« Il est vrai qu’il y a quelque temps, je voulais demander à Rasoumikhine qu’il me trouve du travail, des leçons ou n’importe quoi… », pensait Raskolnikov, « mais en quoi peut-il m’aider maintenant ? Admettons qu’il me procure des leçons, admettons même qu’il partage son dernier kopeck (s’il en a un), de sorte que je puisse acheter des bottes et remettre mon costume en ordre pour aller aux leçons… hum… Et après ? Que peut-on faire avec quelques pièces de cuivre ? Est-ce cela que je cherche ? Non, il est inutile d’aller chez Rasoumikhine… »
La question de savoir pourquoi il allait chez Rasoumikhine l’inquiétait plus qu’il ne se l’avouait ; il cherchait avec angoisse un sens inquiétant à cet acte, à tout prendre ordinaire.
« Est-il possible que j’aie voulu arranger tout au moyen de Rasoumikhine, que j’y aie vu la solution ? », se demandait-il avec étonnement.
Il méditait, se passait la main sur le front et – bizarrement, comme par hasard, après une longue incertitude – une pensée très étrange lui traversa l’esprit.
« Hum… chez Rasoumikhine », fit-il soudainement et tout à fait tranquillement, comme s’il s’agissait là d’une résolution définitive, « J’irai chez Rasoumikhine, évidemment… mais, pas aujourd’hui… J’irai chez lui après cela, quand cela sera fait et que tout ira autrement… »
Brusquement, il reprit conscience. « Après cela », s’exclama-t-il, s’arrachant du banc, « mais cela se fera-t-il donc ? est-il vraiment possible que cela se fasse ? »
Il quitta le banc et se mit en route, presque en courant ; il voulait rentrer chez lui, mais un invincible dégoût le retint : aller là-bas dans ce coin, dans cette répugnante armoire où cela mûrissait déjà depuis plus d’un mois ! Il continua son chemin sans but.

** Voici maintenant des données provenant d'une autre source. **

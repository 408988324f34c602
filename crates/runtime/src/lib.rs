pub mod acceptance;
pub mod aggregate;
pub mod config;
pub mod driver;
pub mod event_log;
pub mod events;
pub mod logging;
pub mod metrics;
pub mod monitor;
pub mod orchestrator;
pub mod registry;
pub mod report;
pub mod run_id;
pub mod service;
pub mod ticket;

pub use config::{NotificationMode, PoolConfigError, PoolDefinition, PoolSettings};
pub use driver::{PoolDriver, PoolRunReport};
pub use orchestrator::{BenchmarkOrchestrator, BenchmarkReport, PoolOutcome};
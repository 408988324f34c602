use std::collections::BTreeMap;

use population::Player;
use rand::distributions::Alphanumeric;
use rand::Rng;
use serde::{Deserialize, Serialize};
use time::OffsetDateTime;

const TICKET_SUFFIX_LEN: usize = 10;

#[derive(Debug, Clone, Copy, PartialEq, Eq, Hash, Serialize, Deserialize)]
#[serde(rename_all = "SCREAMING_SNAKE_CASE")]
pub enum TicketStatus {
    Queued,
    Searching,
    RequiresAcceptance,
    Placing,
    Completed,
    Cancelled,
    Failed,
    TimedOut,
    #[serde(other)]
    Unknown,
}

#[derive(Debug, Clone, Copy, PartialEq, Eq)]
pub enum TicketOutcome {
    Completed,
    Failed,
}

impl TicketStatus {
    pub fn as_str(self) -> &'static str {
        match self {
            Self::Queued => "QUEUED",
            Self::Searching => "SEARCHING",
            Self::RequiresAcceptance => "REQUIRES_ACCEPTANCE",
            Self::Placing => "PLACING",
            Self::Completed => "COMPLETED",
            Self::Cancelled => "CANCELLED",
            Self::Failed => "FAILED",
            Self::TimedOut => "TIMED_OUT",
            Self::Unknown => "UNKNOWN",
        }
    }

    /// `None` for every non-terminal status.
    pub fn outcome(self) -> Option<TicketOutcome> {
        match self {
            Self::Completed => Some(TicketOutcome::Completed),
            Self::Cancelled | Self::Failed | Self::TimedOut => Some(TicketOutcome::Failed),
            _ => None,
        }
    }

    pub fn is_terminal(self) -> bool {
        self.outcome().is_some()
    }
}

#[derive(Debug, Clone, PartialEq, Serialize, Deserialize)]
#[serde(rename_all = "camelCase")]
pub struct TicketDescription {
    pub ticket_id: String,
    pub pool_name: String,
    pub status: TicketStatus,
    #[serde(with = "time::serde::rfc3339")]
    pub start_time: OffsetDateTime,
    #[serde(default, with = "time::serde::rfc3339::option")]
    pub end_time: Option<OffsetDateTime>,
    #[serde(default)]
    pub player_ids: Vec<String>,
}

impl TicketDescription {
    /// Falls back to `observed_at` when the service reports a terminal status
    /// without an end time.
    pub fn elapsed_secs(&self, observed_at: OffsetDateTime) -> f64 {
        let end = self.end_time.unwrap_or(observed_at);
        (end - self.start_time).as_seconds_f64().max(0.0)
    }
}

#[derive(Debug, Clone, PartialEq, Serialize)]
#[serde(rename_all = "camelCase")]
pub struct PlayerEntry {
    pub player_id: String,
    pub attributes: BTreeMap<String, f64>,
    pub game_modes: Vec<String>,
    pub latency_in_ms: BTreeMap<String, f64>,
}

#[derive(Debug, Clone, PartialEq, Serialize)]
#[serde(rename_all = "camelCase")]
pub struct TicketRequest {
    pub ticket_id: String,
    pub pool_name: String,
    pub players: Vec<PlayerEntry>,
}

impl TicketRequest {
    pub fn new(
        ticket_id: impl Into<String>,
        pool_name: impl Into<String>,
        batch: &[Player],
        game_modes: &[String],
    ) -> Self {
        let players = batch
            .iter()
            .map(|player| PlayerEntry {
                player_id: player.player_id.clone(),
                attributes: player.attributes.clone(),
                game_modes: game_modes.to_vec(),
                latency_in_ms: player.latency_ms.clone(),
            })
            .collect();

        Self {
            ticket_id: ticket_id.into(),
            pool_name: pool_name.into(),
            players,
        }
    }

    pub fn player_ids(&self) -> Vec<String> {
        self.players
            .iter()
            .map(|player| player.player_id.clone())
            .collect()
    }
}

/// Every ticket of one pool in one run starts with this prefix, which is also
/// the key used to scope event-log queries.
pub fn ticket_key_prefix(id_prefix: &str, run_id: u64, pool_name: &str) -> String {
    format!("{id_prefix}{run_id}-{pool_name}-")
}

pub fn generate_ticket_id(key_prefix: &str, rng: &mut impl Rng) -> String {
    let suffix: String = (0..TICKET_SUFFIX_LEN)
        .map(|_| char::from(rng.sample(Alphanumeric)))
        .collect();
    format!("{key_prefix}{suffix}")
}
mod distribution;
mod game_modes;
mod generators;
mod partition;
mod player;

pub use distribution::{AttributeSource, PopulationSpec, SkippedAttribute};
pub use game_modes::{
    select_game_modes, GameModeSelection, PacingRange, ALL_MODES_TOKEN, NAMED_MODES,
    SMALL_TEAM_MODE,
};
pub use generators::{truncated_normal, PopulationGenerator, MIN_ATTRIBUTE_VALUE};
pub use partition::{split_into_batches, team_size_limit, SINGLE_BATCH_THRESHOLD};
pub use player::{Player, DEFAULT_LATENCY_REGION};
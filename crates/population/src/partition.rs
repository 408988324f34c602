use rand::Rng;

use crate::game_modes::SMALL_TEAM_MODE;

/// Populations at or below this size are submitted as one batch.
pub const SINGLE_BATCH_THRESHOLD: usize = 4;

pub fn team_size_limit(pool_name: &str, default_size: usize, small_size: usize) -> usize {
    if pool_name.contains(SMALL_TEAM_MODE) {
        small_size
    } else {
        default_size
    }
}

/// Splits `items` into consecutive batches whose lengths are drawn uniformly
/// from `[1, limit]`. Order is preserved and every item lands in exactly one
/// batch.
pub fn split_into_batches<T>(items: Vec<T>, limit: usize, rng: &mut impl Rng) -> Vec<Vec<T>> {
    if items.is_empty() {
        return Vec::new();
    }
    if items.len() <= SINGLE_BATCH_THRESHOLD {
        return vec![items];
    }

    let limit = limit.max(1);
    let mut batches = Vec::new();
    let mut rest = items;
    while !rest.is_empty() {
        let len = rng.gen_range(1..=limit).min(rest.len());
        let tail = rest.split_off(len);
        batches.push(rest);
        rest = tail;
    }
    batches
}

#[cfg(test)]
mod tests {
    use proptest::prelude::*;
    use rand::rngs::StdRng;
    use rand::SeedableRng;

    use super::{split_into_batches, team_size_limit};

    #[test]
    fn small_inputs_stay_in_one_batch() {
        for len in 1..=4 {
            let items: Vec<usize> = (0..len).collect();
            let batches = split_into_batches(items.clone(), 1, &mut StdRng::seed_from_u64(0));
            assert_eq!(batches, vec![items]);
        }
    }

    #[test]
    fn empty_input_yields_no_batches() {
        let batches = split_into_batches(Vec::<u8>::new(), 4, &mut StdRng::seed_from_u64(0));
        assert!(batches.is_empty());
    }

    #[test]
    fn zero_limit_is_treated_as_one() {
        let batches = split_into_batches((0..6).collect(), 0, &mut StdRng::seed_from_u64(2));
        assert_eq!(batches.len(), 6);
    }

    #[test]
    fn survival_pools_use_the_small_team_size() {
        assert_eq!(team_size_limit("Survival2", 8, 2), 2);
        assert_eq!(team_size_limit("Classic1", 8, 2), 8);
    }

    proptest! {
        #[test]
        fn batches_cover_input_in_order_within_limit(
            seed in any::<u64>(),
            len in 5usize..200,
            limit in 1usize..12,
        ) {
            let items: Vec<usize> = (0..len).collect();
            let batches = split_into_batches(items.clone(), limit, &mut StdRng::seed_from_u64(seed));

            for batch in &batches {
                prop_assert!(!batch.is_empty());
                prop_assert!(batch.len() <= limit);
            }
            let flattened: Vec<usize> = batches.into_iter().flatten().collect();
            prop_assert_eq!(flattened, items);
        }

        #[test]
        fn at_most_four_items_is_always_a_single_batch(
            seed in any::<u64>(),
            len in 1usize..=4,
            limit in 1usize..12,
        ) {
            let items: Vec<usize> = (0..len).collect();
            let batches = split_into_batches(items.clone(), limit, &mut StdRng::seed_from_u64(seed));
            prop_assert_eq!(batches, vec![items]);
        }
    }
}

Ses frissons nerveux devenaient fébriles ; il avait froid malgré cette chaleur étouffante. Il se mit à observer avec attention les objets situés sur son chemin, avec effort, comme s’il cherchait à tout prix une distraction ; mais cela lui réussissait mal et il retombait constamment dans son rêve. Quand, après un frisson, il relevait la tête et regardait autour de lui, il oubliait tout de suite à quoi il avait pensé et quel chemin il avait pris. Il traversa ainsi toute l’île Vassili, passa le pont sur la petite Neva et s’engagea dans les Îles. La fraîcheur de la verdure plut tout d’abord à ses yeux fatigués, habitués à l’atmosphère poussiéreuse de la ville, à la chaux et au cortège écrasant des gros immeubles. Ici, il n’y avait ni chaleur suffocante, ni puanteur, ni débit de boissons. Mais bientôt cette sensation agréable se mua en impression maladive et énervante. Parfois il s’arrêtait devant quelque villa revêtue de ses atours de verdure, regardait au travers de la grille ; il voyait des femmes parées sur les terrasses et les balcons et des enfants qui couraient dans les jardins. C’étaient les fleurs qui le retenaient le plus et qu’il regardait surtout. Il rencontrait aussi des calèches somptueuses, des cavaliers et des amazones ; il les suivait des yeux avec curiosité et les oubliait avant qu’ils fussent hors de vue. Un moment, il s’arrêta et compta la monnaie qui lui restait ; il n’avait plus qu’environ trente kopecks : « Vingt à l’agent, trois à Nastassia pour la lettre, donc j’ai donné quarante-sept ou cinquante kopecks hier à Marméladov », calcula-t-il, mais il oublia tout de suite dans quel but il avait sorti l’argent de sa poche. Il s’en souvint quand il passa devant une auberge et sentit qu’il avait faim. Il entra, but un verre de vodka et acheta un petit gâteau fourré. Il l’acheva sur le chemin. Il y avait déjà longtemps qu’il n’avait bu de vodka et l’effet de celui-ci fut immédiat quoiqu’il n’eût bu qu’un seul verre. Ses jambes se firent pesantes et il éprouva un fort besoin de sommeil. Il se dirigea vers sa demeure, mais ayant atteint l’île Poetr, il s’arrêta, fatigué à l’extrême ; il quitta la route, s’engagea dans les buissons, se laissa choir sur l’herbe et s’endormit immédiatement.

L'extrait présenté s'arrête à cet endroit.